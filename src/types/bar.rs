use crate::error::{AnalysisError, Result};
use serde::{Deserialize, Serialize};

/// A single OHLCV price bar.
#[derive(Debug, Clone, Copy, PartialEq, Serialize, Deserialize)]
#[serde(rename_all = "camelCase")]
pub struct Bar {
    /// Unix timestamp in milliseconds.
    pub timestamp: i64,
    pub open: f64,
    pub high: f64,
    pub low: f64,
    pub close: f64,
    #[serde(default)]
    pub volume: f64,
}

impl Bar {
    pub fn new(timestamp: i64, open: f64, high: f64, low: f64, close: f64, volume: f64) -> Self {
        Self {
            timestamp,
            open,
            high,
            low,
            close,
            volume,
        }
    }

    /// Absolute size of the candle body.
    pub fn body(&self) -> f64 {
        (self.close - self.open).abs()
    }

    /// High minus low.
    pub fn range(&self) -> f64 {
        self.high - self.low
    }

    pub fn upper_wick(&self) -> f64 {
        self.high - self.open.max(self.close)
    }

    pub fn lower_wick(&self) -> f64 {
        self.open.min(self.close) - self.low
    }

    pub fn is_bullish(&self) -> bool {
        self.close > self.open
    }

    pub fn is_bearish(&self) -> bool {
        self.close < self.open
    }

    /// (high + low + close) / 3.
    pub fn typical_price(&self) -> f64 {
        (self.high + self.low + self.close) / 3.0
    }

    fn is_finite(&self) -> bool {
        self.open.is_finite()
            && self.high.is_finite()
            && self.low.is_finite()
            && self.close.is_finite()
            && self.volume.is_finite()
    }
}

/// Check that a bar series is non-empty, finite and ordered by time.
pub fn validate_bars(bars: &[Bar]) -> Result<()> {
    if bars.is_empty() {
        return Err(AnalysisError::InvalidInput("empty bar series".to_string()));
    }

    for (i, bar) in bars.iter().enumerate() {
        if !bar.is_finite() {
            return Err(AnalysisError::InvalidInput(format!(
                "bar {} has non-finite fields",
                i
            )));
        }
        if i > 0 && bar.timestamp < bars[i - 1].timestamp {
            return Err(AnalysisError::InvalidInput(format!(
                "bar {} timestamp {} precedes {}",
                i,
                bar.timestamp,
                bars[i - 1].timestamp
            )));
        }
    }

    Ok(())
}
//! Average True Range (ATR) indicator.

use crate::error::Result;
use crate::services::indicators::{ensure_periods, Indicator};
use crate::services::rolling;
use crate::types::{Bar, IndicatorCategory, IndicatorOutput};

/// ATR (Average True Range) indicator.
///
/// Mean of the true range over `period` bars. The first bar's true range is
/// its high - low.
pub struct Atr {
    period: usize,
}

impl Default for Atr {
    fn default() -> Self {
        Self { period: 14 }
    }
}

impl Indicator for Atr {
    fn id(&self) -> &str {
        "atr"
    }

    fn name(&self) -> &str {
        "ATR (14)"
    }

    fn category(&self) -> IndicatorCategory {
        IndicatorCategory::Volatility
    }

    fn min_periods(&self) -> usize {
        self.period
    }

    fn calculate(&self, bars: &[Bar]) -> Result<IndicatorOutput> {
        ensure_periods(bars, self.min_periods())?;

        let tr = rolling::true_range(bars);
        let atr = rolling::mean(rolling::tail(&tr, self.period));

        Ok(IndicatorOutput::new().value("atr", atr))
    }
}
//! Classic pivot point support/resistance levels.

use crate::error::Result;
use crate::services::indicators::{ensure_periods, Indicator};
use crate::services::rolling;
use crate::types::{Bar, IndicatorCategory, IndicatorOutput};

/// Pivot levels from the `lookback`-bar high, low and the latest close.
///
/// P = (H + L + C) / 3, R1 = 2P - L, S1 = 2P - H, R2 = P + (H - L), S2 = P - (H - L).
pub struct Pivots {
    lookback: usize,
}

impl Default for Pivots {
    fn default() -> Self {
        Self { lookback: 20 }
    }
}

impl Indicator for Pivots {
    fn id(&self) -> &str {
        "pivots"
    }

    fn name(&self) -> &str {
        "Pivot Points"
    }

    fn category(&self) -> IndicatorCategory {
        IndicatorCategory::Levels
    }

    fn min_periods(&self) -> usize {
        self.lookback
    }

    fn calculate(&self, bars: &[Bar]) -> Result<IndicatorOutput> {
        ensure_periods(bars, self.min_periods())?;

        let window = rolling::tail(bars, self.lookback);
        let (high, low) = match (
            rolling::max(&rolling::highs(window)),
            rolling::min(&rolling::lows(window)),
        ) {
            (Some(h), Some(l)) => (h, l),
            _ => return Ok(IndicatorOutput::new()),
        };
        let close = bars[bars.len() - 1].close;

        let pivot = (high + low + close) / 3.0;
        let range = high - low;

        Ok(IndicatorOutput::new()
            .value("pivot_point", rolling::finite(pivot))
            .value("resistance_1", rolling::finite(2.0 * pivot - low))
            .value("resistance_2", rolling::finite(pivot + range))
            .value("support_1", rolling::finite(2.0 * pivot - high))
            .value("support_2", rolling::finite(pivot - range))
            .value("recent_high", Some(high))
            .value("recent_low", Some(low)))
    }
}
--
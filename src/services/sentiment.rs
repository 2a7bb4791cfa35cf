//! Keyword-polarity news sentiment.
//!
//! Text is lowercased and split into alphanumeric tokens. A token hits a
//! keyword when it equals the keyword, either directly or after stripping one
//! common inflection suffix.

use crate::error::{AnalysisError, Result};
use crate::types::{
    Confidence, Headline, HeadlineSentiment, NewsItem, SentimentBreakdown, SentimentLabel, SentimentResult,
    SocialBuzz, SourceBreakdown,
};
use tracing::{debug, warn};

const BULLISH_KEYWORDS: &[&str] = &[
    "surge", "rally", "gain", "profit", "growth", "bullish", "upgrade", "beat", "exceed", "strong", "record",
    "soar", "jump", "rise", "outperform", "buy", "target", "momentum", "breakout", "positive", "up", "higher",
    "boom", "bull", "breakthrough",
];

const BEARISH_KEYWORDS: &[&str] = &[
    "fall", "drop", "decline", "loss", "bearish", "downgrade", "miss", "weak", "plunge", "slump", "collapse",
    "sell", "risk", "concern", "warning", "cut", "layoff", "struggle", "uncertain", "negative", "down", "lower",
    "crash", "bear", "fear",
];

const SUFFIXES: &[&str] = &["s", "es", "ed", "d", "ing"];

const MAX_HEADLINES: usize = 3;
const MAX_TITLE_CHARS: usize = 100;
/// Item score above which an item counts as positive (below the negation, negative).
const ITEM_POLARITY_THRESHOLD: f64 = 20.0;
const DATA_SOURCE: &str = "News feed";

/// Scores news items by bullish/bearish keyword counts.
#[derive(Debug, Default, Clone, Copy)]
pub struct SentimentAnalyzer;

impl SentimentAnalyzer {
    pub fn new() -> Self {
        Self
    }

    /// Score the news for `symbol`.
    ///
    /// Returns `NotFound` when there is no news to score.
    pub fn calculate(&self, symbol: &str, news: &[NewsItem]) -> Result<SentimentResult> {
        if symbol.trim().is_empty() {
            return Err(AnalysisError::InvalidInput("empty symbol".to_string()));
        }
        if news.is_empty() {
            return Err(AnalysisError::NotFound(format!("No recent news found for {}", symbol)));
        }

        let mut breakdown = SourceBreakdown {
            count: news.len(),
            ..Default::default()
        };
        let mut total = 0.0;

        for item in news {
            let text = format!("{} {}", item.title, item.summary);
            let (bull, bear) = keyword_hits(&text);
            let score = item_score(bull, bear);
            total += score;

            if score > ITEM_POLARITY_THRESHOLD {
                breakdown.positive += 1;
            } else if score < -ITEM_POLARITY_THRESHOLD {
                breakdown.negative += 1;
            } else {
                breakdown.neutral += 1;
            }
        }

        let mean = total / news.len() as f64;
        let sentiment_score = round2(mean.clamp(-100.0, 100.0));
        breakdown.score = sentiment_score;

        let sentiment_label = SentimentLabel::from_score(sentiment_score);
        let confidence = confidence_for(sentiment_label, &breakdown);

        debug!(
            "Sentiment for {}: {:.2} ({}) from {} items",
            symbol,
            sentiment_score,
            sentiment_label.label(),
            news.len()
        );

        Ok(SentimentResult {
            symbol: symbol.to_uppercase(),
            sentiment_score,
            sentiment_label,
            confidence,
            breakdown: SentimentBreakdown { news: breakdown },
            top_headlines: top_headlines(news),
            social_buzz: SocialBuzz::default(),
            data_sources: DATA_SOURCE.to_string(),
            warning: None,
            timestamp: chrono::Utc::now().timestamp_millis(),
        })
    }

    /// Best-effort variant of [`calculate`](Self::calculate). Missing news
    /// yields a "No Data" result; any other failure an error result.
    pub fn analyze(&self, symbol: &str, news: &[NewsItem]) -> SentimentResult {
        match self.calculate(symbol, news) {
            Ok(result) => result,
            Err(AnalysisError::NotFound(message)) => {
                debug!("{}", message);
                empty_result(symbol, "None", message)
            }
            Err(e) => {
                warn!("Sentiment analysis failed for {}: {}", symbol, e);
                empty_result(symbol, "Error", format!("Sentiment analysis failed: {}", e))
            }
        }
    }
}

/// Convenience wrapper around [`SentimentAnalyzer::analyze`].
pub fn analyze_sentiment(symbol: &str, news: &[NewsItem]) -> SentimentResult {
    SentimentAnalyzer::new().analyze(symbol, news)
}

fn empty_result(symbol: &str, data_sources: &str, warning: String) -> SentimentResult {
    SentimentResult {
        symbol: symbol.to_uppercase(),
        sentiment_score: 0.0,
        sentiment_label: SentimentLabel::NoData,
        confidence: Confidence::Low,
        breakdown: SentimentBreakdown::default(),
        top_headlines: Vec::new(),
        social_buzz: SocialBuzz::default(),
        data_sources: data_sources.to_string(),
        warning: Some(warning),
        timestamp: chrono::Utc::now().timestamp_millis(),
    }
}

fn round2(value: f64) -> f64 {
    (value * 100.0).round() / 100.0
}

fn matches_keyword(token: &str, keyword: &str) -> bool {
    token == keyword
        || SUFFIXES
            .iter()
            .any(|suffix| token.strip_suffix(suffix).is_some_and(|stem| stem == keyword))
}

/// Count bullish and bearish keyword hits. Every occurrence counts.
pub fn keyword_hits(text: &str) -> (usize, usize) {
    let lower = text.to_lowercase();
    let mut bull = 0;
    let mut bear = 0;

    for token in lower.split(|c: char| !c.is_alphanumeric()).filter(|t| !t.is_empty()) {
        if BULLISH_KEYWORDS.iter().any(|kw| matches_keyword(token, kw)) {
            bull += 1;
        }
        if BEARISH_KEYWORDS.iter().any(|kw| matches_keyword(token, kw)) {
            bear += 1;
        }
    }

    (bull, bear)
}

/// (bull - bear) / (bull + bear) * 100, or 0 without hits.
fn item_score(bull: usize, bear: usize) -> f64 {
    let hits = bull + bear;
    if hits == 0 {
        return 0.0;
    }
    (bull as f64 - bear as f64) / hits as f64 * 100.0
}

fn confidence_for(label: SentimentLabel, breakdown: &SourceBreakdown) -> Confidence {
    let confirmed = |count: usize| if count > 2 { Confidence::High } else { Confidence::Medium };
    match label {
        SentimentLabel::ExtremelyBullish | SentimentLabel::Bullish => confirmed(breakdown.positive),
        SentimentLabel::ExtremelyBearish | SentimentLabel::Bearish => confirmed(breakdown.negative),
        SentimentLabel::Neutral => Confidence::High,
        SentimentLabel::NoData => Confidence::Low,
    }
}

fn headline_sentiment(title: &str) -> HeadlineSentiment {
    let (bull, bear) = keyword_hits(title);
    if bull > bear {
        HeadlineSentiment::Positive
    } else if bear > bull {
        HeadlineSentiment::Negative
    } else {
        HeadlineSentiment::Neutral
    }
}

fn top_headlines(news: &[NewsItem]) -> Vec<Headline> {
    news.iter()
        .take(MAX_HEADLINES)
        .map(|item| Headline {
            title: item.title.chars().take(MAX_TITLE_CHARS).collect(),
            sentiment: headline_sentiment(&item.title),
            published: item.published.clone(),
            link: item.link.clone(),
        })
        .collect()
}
--
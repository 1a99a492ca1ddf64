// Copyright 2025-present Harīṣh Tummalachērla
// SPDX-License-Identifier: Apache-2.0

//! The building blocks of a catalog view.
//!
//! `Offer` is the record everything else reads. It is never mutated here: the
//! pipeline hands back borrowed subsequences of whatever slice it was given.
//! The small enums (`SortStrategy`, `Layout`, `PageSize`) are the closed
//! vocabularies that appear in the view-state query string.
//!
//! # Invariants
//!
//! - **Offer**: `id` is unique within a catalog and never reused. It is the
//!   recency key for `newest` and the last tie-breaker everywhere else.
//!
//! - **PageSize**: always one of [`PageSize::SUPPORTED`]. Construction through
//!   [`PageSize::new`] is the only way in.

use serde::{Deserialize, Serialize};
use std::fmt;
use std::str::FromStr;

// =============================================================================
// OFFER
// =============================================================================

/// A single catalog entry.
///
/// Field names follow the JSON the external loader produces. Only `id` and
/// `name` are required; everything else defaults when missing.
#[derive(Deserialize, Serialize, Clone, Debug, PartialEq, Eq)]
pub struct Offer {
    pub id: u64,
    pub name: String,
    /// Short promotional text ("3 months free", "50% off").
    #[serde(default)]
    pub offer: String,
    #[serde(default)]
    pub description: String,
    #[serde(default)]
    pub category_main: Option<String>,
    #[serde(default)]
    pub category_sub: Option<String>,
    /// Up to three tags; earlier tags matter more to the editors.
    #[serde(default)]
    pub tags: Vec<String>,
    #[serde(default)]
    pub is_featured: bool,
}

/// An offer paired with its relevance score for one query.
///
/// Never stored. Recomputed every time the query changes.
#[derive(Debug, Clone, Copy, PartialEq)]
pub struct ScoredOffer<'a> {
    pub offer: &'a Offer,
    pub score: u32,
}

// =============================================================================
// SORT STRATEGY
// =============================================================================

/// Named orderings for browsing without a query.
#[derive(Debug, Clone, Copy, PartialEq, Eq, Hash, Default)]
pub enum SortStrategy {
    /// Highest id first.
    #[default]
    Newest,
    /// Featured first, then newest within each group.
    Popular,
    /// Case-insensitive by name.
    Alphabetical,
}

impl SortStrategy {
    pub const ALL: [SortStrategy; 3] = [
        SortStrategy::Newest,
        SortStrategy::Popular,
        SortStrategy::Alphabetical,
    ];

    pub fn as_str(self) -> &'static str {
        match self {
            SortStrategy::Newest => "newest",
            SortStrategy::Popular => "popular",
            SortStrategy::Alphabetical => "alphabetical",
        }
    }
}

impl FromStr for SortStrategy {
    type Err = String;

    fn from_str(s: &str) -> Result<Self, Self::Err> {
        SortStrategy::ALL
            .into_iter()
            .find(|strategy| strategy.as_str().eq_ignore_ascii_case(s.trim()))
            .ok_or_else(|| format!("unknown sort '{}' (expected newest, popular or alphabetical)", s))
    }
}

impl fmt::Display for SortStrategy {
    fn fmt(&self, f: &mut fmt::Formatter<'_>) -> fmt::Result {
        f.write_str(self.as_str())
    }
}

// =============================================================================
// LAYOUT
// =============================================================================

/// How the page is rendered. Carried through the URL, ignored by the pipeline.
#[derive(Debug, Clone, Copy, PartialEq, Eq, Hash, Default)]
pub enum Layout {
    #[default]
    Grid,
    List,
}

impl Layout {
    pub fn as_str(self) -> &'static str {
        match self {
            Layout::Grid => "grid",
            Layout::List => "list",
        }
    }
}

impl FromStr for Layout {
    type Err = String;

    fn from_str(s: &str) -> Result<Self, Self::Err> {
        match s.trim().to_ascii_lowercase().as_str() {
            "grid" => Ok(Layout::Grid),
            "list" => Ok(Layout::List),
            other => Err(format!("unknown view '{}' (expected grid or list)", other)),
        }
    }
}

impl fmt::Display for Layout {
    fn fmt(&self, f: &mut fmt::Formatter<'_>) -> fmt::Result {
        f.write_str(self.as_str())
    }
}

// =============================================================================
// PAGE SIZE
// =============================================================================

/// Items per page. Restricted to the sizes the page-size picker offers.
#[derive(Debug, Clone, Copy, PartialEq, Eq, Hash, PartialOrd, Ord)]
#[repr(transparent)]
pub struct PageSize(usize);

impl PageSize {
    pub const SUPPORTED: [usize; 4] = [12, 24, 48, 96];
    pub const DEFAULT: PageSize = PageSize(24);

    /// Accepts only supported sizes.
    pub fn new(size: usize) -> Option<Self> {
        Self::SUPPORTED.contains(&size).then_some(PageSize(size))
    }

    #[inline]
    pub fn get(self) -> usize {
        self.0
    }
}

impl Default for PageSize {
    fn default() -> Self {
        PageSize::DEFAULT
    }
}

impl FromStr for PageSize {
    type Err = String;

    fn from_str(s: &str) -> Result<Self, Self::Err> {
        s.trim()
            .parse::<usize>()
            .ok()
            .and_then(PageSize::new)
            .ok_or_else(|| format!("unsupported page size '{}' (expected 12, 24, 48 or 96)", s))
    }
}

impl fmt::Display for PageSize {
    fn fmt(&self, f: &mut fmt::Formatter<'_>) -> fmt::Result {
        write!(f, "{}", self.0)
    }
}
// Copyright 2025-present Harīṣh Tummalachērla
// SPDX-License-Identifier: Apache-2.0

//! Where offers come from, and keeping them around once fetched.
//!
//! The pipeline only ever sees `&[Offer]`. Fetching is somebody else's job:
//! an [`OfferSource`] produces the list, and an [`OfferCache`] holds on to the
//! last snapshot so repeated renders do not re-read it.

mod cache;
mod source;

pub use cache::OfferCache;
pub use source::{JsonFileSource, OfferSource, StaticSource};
--
Among the entries above, count every line containing the string "single". Your reply must be that number alone.

2